- **WHAT TO DO**
Working through the lines below, return each one that holds "SandboxViolation".

- **RECORDS PROVIDED**
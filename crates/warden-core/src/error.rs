//! The action error taxonomy and the structured result returned to callers.
//!
//! Every failure is recovered into an [`ActionOutput`] with `is_error` set.
//! Callers only ever see [`ActionError::user_message`]; the `Display`
//! form carries the detailed cause and is meant for the diagnostic log.

use serde::{Deserialize, Serialize};
use std::time::Duration;

use crate::ids::ActionId;

/// Why an action did not complete successfully.
#[derive(Debug, Clone, thiserror::Error)]
pub enum ActionError {
    /// A human (or the fail-closed default) denied the action.
    #[error("approval denied: {reason}")]
    ApprovalDenied {
        /// Internal reason.
        reason: String,
    },

    /// Nobody answered before the deadline.
    #[error("approval expired")]
    ApprovalExpired,

    /// The PIN did not match.
    #[error("invalid PIN")]
    PinInvalid,

    /// PIN verification is temporarily locked.
    #[error("PIN verification locked out")]
    PinLockout,

    /// The sandbox refused the action.
    #[error("sandbox violation: {0}")]
    SandboxViolation(String),

    /// The execution exceeded its wall-clock budget.
    #[error("execution timed out after {0:?}")]
    ExecutionTimeout(Duration),

    /// Transport or spawn failure.
    #[error("execution failed: {0}")]
    ExecutionFailed(String),

    /// A remote service answered with a non-success status.
    #[error("remote service returned HTTP {0}")]
    HttpStatus(u16),

    /// Too many requests for this caller.
    #[error("rate limit exceeded for {0}")]
    RateLimited(String),

    /// Nothing knows how to execute this action kind.
    #[error("no executor for action '{0}'")]
    UnknownAction(String),

    /// The caller cancelled the action.
    #[error("cancelled")]
    Cancelled,

    /// Parameters failed schema validation.
    #[error("invalid parameters: {0}")]
    InvalidParameters(String),
}

impl ActionError {
    /// Safe, non-technical message returned to the caller.
    #[must_use]
    pub fn user_message(&self) -> String {
        match self {
            Self::ApprovalDenied { .. } => "denied: the action was not approved".to_string(),
            Self::ApprovalExpired => {
                "denied: no approval was given before the deadline".to_string()
            },
            Self::PinInvalid => "denied: the PIN was not accepted".to_string(),
            Self::PinLockout => {
                "denied: PIN entry is temporarily locked, try again later".to_string()
            },
            Self::SandboxViolation(_) => {
                "blocked: the action was refused by the sandbox".to_string()
            },
            Self::ExecutionTimeout(_) => "the action timed out and was stopped".to_string(),
            Self::ExecutionFailed(_) => "the action failed to run".to_string(),
            Self::HttpStatus(code) => format!("the remote service returned HTTP {code}"),
            Self::RateLimited(_) => "too many requests, try again later".to_string(),
            Self::UnknownAction(name) => format!("unknown action '{name}'"),
            Self::Cancelled => "cancelled".to_string(),
            Self::InvalidParameters(detail) => format!("invalid parameters: {detail}"),
        }
    }

    /// Audit classification of this error.
    #[must_use]
    pub fn failure_kind(&self) -> FailureKind {
        match self {
            Self::ApprovalDenied { .. } => FailureKind::ApprovalDenied,
            Self::ApprovalExpired => FailureKind::ApprovalExpired,
            Self::PinInvalid => FailureKind::PinInvalid,
            Self::PinLockout => FailureKind::PinLockout,
            Self::SandboxViolation(_) => FailureKind::SandboxViolation,
            Self::ExecutionTimeout(_) => FailureKind::ExecutionTimeout,
            Self::ExecutionFailed(_) | Self::HttpStatus(_) => FailureKind::ExecutionFailed,
            Self::RateLimited(_) => FailureKind::RateLimited,
            Self::UnknownAction(_) => FailureKind::UnknownAction,
            Self::Cancelled => FailureKind::Cancelled,
            Self::InvalidParameters(_) => FailureKind::InvalidParameters,
        }
    }
}

/// Coarse failure category recorded in the audit log.
#[derive(Debug, Clone, Copy, PartialEq, Eq, Hash, Serialize, Deserialize)]
#[serde(rename_all = "snake_case")]
pub enum FailureKind {
    /// Denied by a human, a missing handler, or cancellation before approval.
    ApprovalDenied,
    /// Approval window elapsed.
    ApprovalExpired,
    /// Wrong PIN.
    PinInvalid,
    /// PIN locked out.
    PinLockout,
    /// Refused by the sandbox.
    SandboxViolation,
    /// Timed out.
    ExecutionTimeout,
    /// Non-zero exit, transport failure, or error status.
    ExecutionFailed,
    /// Rate limited.
    RateLimited,
    /// No executor.
    UnknownAction,
    /// Cancelled while running.
    Cancelled,
    /// Parameter validation failed.
    InvalidParameters,
}

/// The `{output, isError}` pair produced by an execution.
#[derive(Debug, Clone, PartialEq, Eq, Serialize, Deserialize)]
pub struct ActionOutput {
    /// Sanitized output text.
    pub output: String,
    /// Whether the action failed.
    pub is_error: bool,
}

impl ActionOutput {
    /// A successful output.
    #[must_use]
    pub fn success(output: impl Into<String>) -> Self {
        Self {
            output: output.into(),
            is_error: false,
        }
    }

    /// A failed output with a caller-safe message.
    #[must_use]
    pub fn error(output: impl Into<String>) -> Self {
        Self {
            output: output.into(),
            is_error: true,
        }
    }
}

impl From<&ActionError> for ActionOutput {
    fn from(err: &ActionError) -> Self {
        Self::error(err.user_message())
    }
}

/// Final result of a `submit` call.
#[derive(Debug, Clone, PartialEq, Eq, Serialize, Deserialize)]
pub struct ActionResult {
    /// The request this result belongs to.
    pub request_id: ActionId,
    /// Sanitized output.
    pub output: String,
    /// Whether the action failed or was refused.
    pub is_error: bool,
}

impl ActionResult {
    /// Attach an output to a request ID.
    #[must_use]
    pub fn new(request_id: ActionId, output: ActionOutput) -> Self {
        Self {
            request_id,
            output: output.output,
            is_error: output.is_error,
        }
    }
}
//! Test fixtures for common types.

use std::collections::BTreeMap;

use warden_core::{
    DefinitionOrigin, ExecutionSpec, HttpMethod, ParamSpec, ParamType, Parameters,
    PluginDefinition, RequesterId,
};

/// The requester used by most tests.
#[must_use]
pub fn test_requester() -> RequesterId {
    RequesterId::new("test-session")
}

/// Build string parameters from pairs, in order.
#[must_use]
pub fn params(pairs: &[(&str, &str)]) -> Parameters {
    pairs
        .iter()
        .map(|(k, v)| ((*k).to_string(), serde_json::Value::from(*v)))
        .collect()
}

/// A required string parameter.
#[must_use]
pub fn string_param(name: &str) -> ParamSpec {
    ParamSpec {
        name: name.to_string(),
        kind: ParamType::String,
        required: true,
        default: None,
        description: String::new(),
    }
}

fn definition(name: &str, parameters: &[&str], execution: ExecutionSpec) -> PluginDefinition {
    PluginDefinition {
        name: name.to_string(),
        description: format!("{name} test plugin"),
        version: "0.1.0".to_string(),
        permission_level: None,
        parameters: parameters.iter().map(|p| string_param(p)).collect(),
        execution,
        env: BTreeMap::new(),
        origin: DefinitionOrigin::Conversational,
    }
}

/// A GET plugin for `url` taking required string `parameters`.
#[must_use]
pub fn http_plugin(name: &str, url: &str, parameters: &[&str]) -> PluginDefinition {
    definition(
        name,
        parameters,
        ExecutionSpec::Http {
            method: HttpMethod::Get,
            url: url.to_string(),
            query: BTreeMap::new(),
            headers: BTreeMap::new(),
            body: None,
        },
    )
}

/// A shell plugin running `command` with required string `parameters`.
#[must_use]
pub fn bash_plugin(name: &str, command: &str, parameters: &[&str]) -> PluginDefinition {
    definition(
        name,
        parameters,
        ExecutionSpec::Bash {
            command: command.to_string(),
        },
    )
}

/// A script plugin run by `interpreter`.
#[must_use]
pub fn script_plugin(name: &str, source: &str, interpreter: &str) -> PluginDefinition {
    definition(
        name,
        &[],
        ExecutionSpec::Script {
            source: source.to_string(),
            interpreter: Some(interpreter.to_string()),
        },
    )
}

#[cfg(test)]
mod tests {
    use super::*;
    use warden_core::ExecutionType;

    #[test]
    fn fixtures_bind() {
        let def = bash_plugin("greet", "echo {{who}}", &["who"]);
        assert_eq!(def.execution_type(), ExecutionType::Bash);
        let bound = def.bind_parameters(&params(&[("who", "x")])).unwrap();
        assert_eq!(bound["who"], "x");
        assert!(def.bind_parameters(&params(&[])).is_err());
    }
}
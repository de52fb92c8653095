//! Bash tool: runs an approved command under shell containment.

use std::collections::BTreeMap;

use serde_json::Value;
use tracing::debug;
use warden_core::{ActionOutput, Parameters};
use warden_sandbox::run_shell;

use crate::{BuiltinTool, ToolContext, ToolResult, required_str};

/// Built-in tool for executing shell commands.
pub struct BashTool;

#[async_trait::async_trait]
impl BuiltinTool for BashTool {
    fn name(&self) -> &'static str {
        "bash"
    }

    fn description(&self) -> &'static str {
        "Executes a shell command in the work directory with a cleared environment, \
         a timeout, and capped output."
    }

    fn input_schema(&self) -> Value {
        serde_json::json!({
            "type": "object",
            "properties": {
                "command": {
                    "type": "string",
                    "description": "The command to execute"
                }
            },
            "required": ["command"]
        })
    }

    async fn execute(&self, args: &Parameters, ctx: &ToolContext) -> ToolResult<ActionOutput> {
        let command = required_str(args, "command")?;
        let work_dir = ctx.confine(".")?;
        tokio::fs::create_dir_all(&work_dir).await?;

        debug!(work_dir = %work_dir.display(), "Running bash tool");
        let output = run_shell(command, &ctx.policy, &work_dir, &BTreeMap::new(), &ctx.cancel).await?;
        let text = output.render(ctx.policy.max_output_bytes);
        Ok(if output.success() {
            ActionOutput::success(text)
        } else {
            ActionOutput::error(text)
        })
    }
}

#[cfg(all(test, unix))]
mod tests {
    use super::*;
    use crate::ToolError;
    use std::time::Duration;
    use warden_core::SandboxPolicy;
    use warden_sandbox::SandboxError;

    fn args(command: &str) -> Parameters {
        let mut p = Parameters::new();
        p.insert("command".into(), command.into());
        p
    }

    #[tokio::test]
    async fn runs_in_work_dir() {
        let dir = tempfile::tempdir().unwrap();
        let ctx = ToolContext::new(SandboxPolicy::new(dir.path()));
        let out = BashTool.execute(&args("pwd"), &ctx).await.unwrap();
        assert!(!out.is_error);
        assert_eq!(out.output, dir.path().canonicalize().unwrap().to_str().unwrap());
    }

    #[tokio::test]
    async fn failure_is_an_error_output() {
        let dir = tempfile::tempdir().unwrap();
        let ctx = ToolContext::new(SandboxPolicy::new(dir.path()));
        let out = BashTool.execute(&args("echo bad >&2; exit 1"), &ctx).await.unwrap();
        assert!(out.is_error);
        assert_eq!(out.output, "STDERR:\nbad\n(exit code: 1)");
    }

    #[tokio::test]
    async fn timeout_is_reported() {
        let dir = tempfile::tempdir().unwrap();
        let ctx = ToolContext::new(
            SandboxPolicy::new(dir.path()).with_timeout(Duration::from_millis(200)),
        );
        let err = BashTool.execute(&args("sleep 10"), &ctx).await.unwrap_err();
        assert!(matches!(err, ToolError::Sandbox(SandboxError::Timeout(_))));
    }

    #[tokio::test]
    async fn cancellation_stops_command() {
        let dir = tempfile::tempdir().unwrap();
        let ctx = ToolContext::new(SandboxPolicy::new(dir.path()));
        ctx.cancel.cancel();
        let err = BashTool.execute(&args("sleep 10"), &ctx).await.unwrap_err();
        assert!(matches!(err, ToolError::Sandbox(SandboxError::Cancelled)));
    }
}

- **ANSWER TO THIS TASK**
    SandboxViolation(String),
            Self::SandboxViolation(_) => {
            Self::SandboxViolation(_) => FailureKind::SandboxViolation,
    SandboxViolation,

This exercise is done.